_ACTIVITY_
Stop after the line containing "Both go through"; retype every line of the data before it exactly, starting from the first.

━━━━

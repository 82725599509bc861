//! Storage backends for shelfmark.
//!
//! Two things live in storage: the read-only XML documents that make up the
//! catalog, and the JSON state written by the lending store. Both go through
//! the same [`StorageBackend`] trait so that tests can swap in an in-memory
//! backend and `--dry-run` can wrap the state backend in a
//! [`ReadOnlyBackend`](backend::ReadOnlyBackend).

pub mod backend;
pub mod error;
mod path;

pub use crate::backend::StorageBackend;
pub use crate::path::validate as validate_path;
use std::sync::Arc;

pub type BackendHandle = Arc<dyn StorageBackend + Send + Sync>;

━━━━

_WORKED SOLUTION_
repository 82725599509bc861
//! Storage backends for shelfmark.
//!
//! Two things live in storage: the read-only XML documents that make up the
//! catalog, and the JSON state written by the lending store. Both go through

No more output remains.